Choices Speak Louder than Questions

ICLR 2026 Conference SubmissionAnonymous Authors

OpenReview Score: 6.0 Download Report PDF

large language modelevaluation methodologiesmultiple choice question

Recent findings raise concerns about whether the evaluation of Multiple-Choice Question Answering (MCQA) accurately reflects the comprehension abilities of large language models. This paper explores the concept of \textit{choice sensitivity}, which refers to the tendency for model decisions to be more influenced by the answer options than by a genuine understanding of the question. We introduce a new scoring method called Normalized Probability Shift by the Question (NPSQ), designed to isolate the impact of the question itself and provide a more reliable assessment of comprehension. Through experiments involving various input formats, including cloze, symbols, and hybrid formats, we find that traditional scoring methods — such as those based on log-likelihood or its length-normalized variant — are vulnerable to superficial characteristics of the answer choices. In contrast, NPSQ remains stable even when modifications are made to the answer options.

Abstract:

Disclaimer

This report is AI-GENERATED using Large Language Models and WisPaper (A scholar search engine). It analyzes academic papers' tasks and contributions against retrieved prior work. While this system identifies POTENTIAL overlaps and novel directions, ITS COVERAGE IS NOT EXHAUSTIVE AND JUDGMENTS ARE APPROXIMATE. These results are intended to assist human reviewers and SHOULD NOT be relied upon as a definitive verdict on novelty.

NOTE that some papers exist in multiple, slightly different versions (e.g., with different titles or URLs). The system may retrieve several versions of the same underlying work. The current automated pipeline does not reliably align or distinguish these cases, so human reviewers will need to disambiguate them manually.

If you have any questions, please contact: mingzhang23@m.fudan.edu.cn

Overview

Overall Novelty Assessment

The paper introduces the concept of choice sensitivity and proposes NPSQ, a scoring method designed to isolate question comprehension from superficial answer-choice cues. It resides in the 'Choices-Only Shortcuts and Artifacts' leaf, which contains three papers total, including this one. This leaf sits within the broader 'Robustness and Bias in MCQ Evaluation' branch, indicating a moderately active research direction focused on exposing systematic flaws in MCQ-based LLM assessment. The taxonomy shows this is a recognized problem area but not yet saturated with solutions.

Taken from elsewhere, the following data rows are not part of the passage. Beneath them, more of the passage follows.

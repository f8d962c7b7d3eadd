//! Aggregate combat records and per-encounter tallies.

use std::collections::BTreeMap;

use serde::{Deserialize, Serialize};

use crate::components::{ItemId, UnitId};
use crate::playback::{CombatEvent, Playback};

/// What a record entry counts.
#[derive(Debug, Clone, Copy, PartialEq, Eq, Hash, Serialize, Deserialize)]
pub enum RecordKind {
    /// A strike hit.
    Hit,
    /// A strike missed.
    Miss,
    /// A strike crit.
    Crit,
    /// Damage dealt.
    Damage {
        /// Computed damage.
        damage: i32,
        /// Damage actually removed.
        true_damage: i32,
        /// Whether it came from a crit.
        crit: bool,
    },
    /// HP restored.
    Heal {
        /// HP actually restored.
        amount: i32,
    },
    /// `actor` killed `target`.
    Kill,
    /// `actor` died to `target`.
    Death,
}

/// One record line.
#[derive(Debug, Clone, PartialEq, Eq, Hash, Serialize, Deserialize)]
pub struct RecordEntry {
    /// What happened.
    pub kind: RecordKind,
    /// Unit the record is about.
    pub actor: UnitId,
    /// Other unit involved.
    pub target: UnitId,
    /// Item involved, if any.
    pub item: Option<ItemId>,
}

impl RecordEntry {
    /// Create an entry.
    #[must_use]
    pub const fn new(kind: RecordKind, actor: UnitId, target: UnitId, item: Option<ItemId>) -> Self {
        Self { kind, actor, target, item }
    }
}

/// Campaign-wide record book.
///
/// `entries` is maintained through undoable actions. `persistent` holds
/// records that survive rewinding (player deaths).
#[derive(Debug, Clone, Default, PartialEq, Eq, Hash, Serialize, Deserialize)]
pub struct Records {
    entries: Vec<RecordEntry>,
    persistent: Vec<RecordEntry>,
}

impl Records {
    /// Append an undoable entry.
    pub fn push(&mut self, entry: RecordEntry) {
        self.entries.push(entry);
    }

    /// Remove the newest undoable entry.
    pub fn pop(&mut self) -> Option<RecordEntry> {
        self.entries.pop()
    }

    /// Append an entry that ignores rewinds.
    pub fn push_persistent(&mut self, entry: RecordEntry) {
        self.persistent.push(entry);
    }

    /// Undoable entries.
    #[must_use]
    pub fn entries(&self) -> &[RecordEntry] {
        &self.entries
    }

    /// Rewind-proof entries.
    #[must_use]
    pub fn persistent(&self) -> &[RecordEntry] {
        &self.persistent
    }

    /// Kills credited to `unit`.
    #[must_use]
    pub fn kills_by(&self, unit: &UnitId) -> usize {
        self.entries.iter().filter(|e| e.kind == RecordKind::Kill && &e.actor == unit).count()
    }

    /// Total true damage dealt by `unit`.
    #[must_use]
    pub fn damage_by(&self, unit: &UnitId) -> i32 {
        self.entries
            .iter()
            .filter(|e| &e.actor == unit)
            .map(|e| match e.kind {
                RecordKind::Damage { true_damage, .. } => true_damage,
                _ => 0,
            })
            .sum()
    }

    /// Deaths of `unit`, including rewound ones.
    #[must_use]
    pub fn deaths_of(&self, unit: &UnitId) -> usize {
        self.entries
            .iter()
            .chain(&self.persistent)
            .filter(|e| e.kind == RecordKind::Death && &e.actor == unit)
            .count()
    }
}

/// Record entries implied by an encounter's playback, in playback order.
#[must_use]
pub fn entries_from_playback(playback: &Playback) -> Vec<RecordEntry> {
    playback
        .iter()
        .filter_map(|event| {
            let entry = match event {
                CombatEvent::MarkHit { attacker, defender, item } => {
                    RecordEntry::new(RecordKind::Hit, attacker.clone(), defender.clone(), Some(item.clone()))
                }
                CombatEvent::MarkCrit { attacker, defender, item } => {
                    RecordEntry::new(RecordKind::Crit, attacker.clone(), defender.clone(), Some(item.clone()))
                }
                CombatEvent::MarkMiss { attacker, defender, item } => {
                    RecordEntry::new(RecordKind::Miss, attacker.clone(), defender.clone(), Some(item.clone()))
                }
                CombatEvent::DamageHit { attacker, item, defender, damage, true_damage } => RecordEntry::new(
                    RecordKind::Damage { damage: *damage, true_damage: *true_damage, crit: false },
                    attacker.clone(),
                    defender.clone(),
                    Some(item.clone()),
                ),
                CombatEvent::DamageCrit { attacker, item, defender, damage, true_damage } => RecordEntry::new(
                    RecordKind::Damage { damage: *damage, true_damage: *true_damage, crit: true },
                    attacker.clone(),
                    defender.clone(),
                    Some(item.clone()),
                ),
                CombatEvent::HealHit { attacker, item, defender, true_amount, .. } => RecordEntry::new(
                    RecordKind::Heal { amount: *true_amount },
                    attacker.clone(),
                    defender.clone(),
                    Some(item.clone()),
                ),
                _ => return None,
            };
            Some(entry)
        })
        .collect()
}

/// Key of an encounter tally.
#[derive(Debug, Clone, PartialEq, Eq, PartialOrd, Ord, Hash, Serialize, Deserialize)]
pub struct TallyKey {
    /// Acting unit.
    pub actor: UnitId,
    /// Other unit.
    pub target: UnitId,
    /// Item used.
    pub item: Option<ItemId>,
}

/// Counts for one key.
#[derive(Debug, Clone, Copy, Default, PartialEq, Eq, Hash, Serialize, Deserialize)]
pub struct Tally {
    /// Hits.
    pub hits: u32,
    /// Crits.
    pub crits: u32,
    /// Misses.
    pub misses: u32,
    /// True damage.
    pub damage: i32,
    /// HP restored.
    pub healing: i32,
    /// Kills.
    pub kills: u32,
    /// Deaths.
    pub deaths: u32,
}

/// Finalized statistics for one encounter, keyed by (actor, target, item).
#[derive(Debug, Clone, Default, PartialEq, Eq, Hash, Serialize, Deserialize)]
pub struct EncounterTallies {
    tallies: BTreeMap<TallyKey, Tally>,
}

impl EncounterTallies {
    /// Fold record entries into tallies.
    #[must_use]
    pub fn from_entries<'a>(entries: impl IntoIterator<Item = &'a RecordEntry>) -> Self {
        let mut tallies = Self::default();
        for entry in entries {
            let key = TallyKey { actor: entry.actor.clone(), target: entry.target.clone(), item: entry.item.clone() };
            let tally = tallies.tallies.entry(key).or_default();
            match entry.kind {
                RecordKind::Hit => tally.hits += 1,
                RecordKind::Crit => tally.crits += 1,
                RecordKind::Miss => tally.misses += 1,
                RecordKind::Damage { true_damage, .. } => tally.damage += true_damage,
                RecordKind::Heal { amount } => tally.healing += amount,
                RecordKind::Kill => tally.kills += 1,
                RecordKind::Death => tally.deaths += 1,
            }
        }
        tallies
    }

    /// Tally for a key.
    #[must_use]
    pub fn get(&self, actor: &UnitId, target: &UnitId, item: Option<&ItemId>) -> Option<&Tally> {
        let key = TallyKey { actor: actor.clone(), target: target.clone(), item: item.cloned() };
        self.tallies.get(&key)
    }

    /// Iterate in key order.
    pub fn iter(&self) -> impl Iterator<Item = (&TallyKey, &Tally)> {
        self.tallies.iter()
    }

    /// Whether no tally was recorded.
    #[must_use]
    pub fn is_empty(&self) -> bool {
        self.tallies.is_empty()
    }
}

The taxonomy reveals closely related work in sibling leaves: 'Option Order and Position Sensitivity' examines ordering biases, while 'Consistency and Reliability Issues' addresses response variability across formulations. The parent branch excludes mitigation techniques, which are housed separately under 'Mitigation Strategies and Methodological Improvements.' This structural separation suggests the paper's diagnostic focus—quantifying choice sensitivity—aligns with identifying artifacts rather than proposing comprehensive fixes. Neighboring branches like 'MCQ Format Limitations and Alternatives' question the paradigm itself, providing broader context for why choice-level shortcuts matter.

Among twenty-two candidates examined, none clearly refute the three core contributions. The concept of choice sensitivity was assessed against five candidates with zero refutations; NPSQ scoring against seven candidates, also zero; and the robustness evaluation framework against ten candidates, again zero. This suggests that within the limited search scope—top-K semantic matches plus citation expansion—the specific formulation of choice sensitivity and the NPSQ metric appear distinct from prior diagnostic methods. However, the sibling papers in the same taxonomy leaf likely address overlapping phenomena, though their exact methodological approaches may differ.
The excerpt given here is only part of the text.